* [Task requirements] From the entries below, report how many lines contain the string "then". Only the number is wanted.

START Dataset excerpts

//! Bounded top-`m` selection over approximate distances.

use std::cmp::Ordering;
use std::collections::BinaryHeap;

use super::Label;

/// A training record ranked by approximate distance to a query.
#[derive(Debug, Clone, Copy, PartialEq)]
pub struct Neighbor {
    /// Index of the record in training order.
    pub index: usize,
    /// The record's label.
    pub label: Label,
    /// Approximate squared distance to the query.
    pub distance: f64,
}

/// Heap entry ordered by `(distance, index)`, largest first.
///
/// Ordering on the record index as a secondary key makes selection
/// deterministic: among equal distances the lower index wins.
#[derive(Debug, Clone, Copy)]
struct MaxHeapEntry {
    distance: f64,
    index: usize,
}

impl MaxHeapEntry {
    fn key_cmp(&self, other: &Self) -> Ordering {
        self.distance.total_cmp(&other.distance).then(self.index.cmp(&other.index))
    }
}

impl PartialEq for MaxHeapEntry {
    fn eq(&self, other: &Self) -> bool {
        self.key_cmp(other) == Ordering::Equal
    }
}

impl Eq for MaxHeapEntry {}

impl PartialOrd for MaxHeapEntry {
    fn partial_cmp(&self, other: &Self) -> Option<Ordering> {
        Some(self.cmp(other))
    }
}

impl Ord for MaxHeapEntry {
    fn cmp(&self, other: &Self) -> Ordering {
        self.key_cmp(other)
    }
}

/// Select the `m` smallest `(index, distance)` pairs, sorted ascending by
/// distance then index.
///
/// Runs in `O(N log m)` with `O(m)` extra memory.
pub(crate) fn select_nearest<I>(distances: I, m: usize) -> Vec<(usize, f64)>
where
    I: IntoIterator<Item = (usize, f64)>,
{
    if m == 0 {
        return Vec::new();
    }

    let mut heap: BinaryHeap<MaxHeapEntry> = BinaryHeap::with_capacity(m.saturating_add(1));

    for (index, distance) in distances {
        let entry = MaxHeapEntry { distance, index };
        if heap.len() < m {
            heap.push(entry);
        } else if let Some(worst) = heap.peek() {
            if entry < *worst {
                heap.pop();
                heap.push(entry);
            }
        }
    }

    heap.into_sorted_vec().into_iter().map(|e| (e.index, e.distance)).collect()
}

END Dataset excerpts

* [Answer section] 2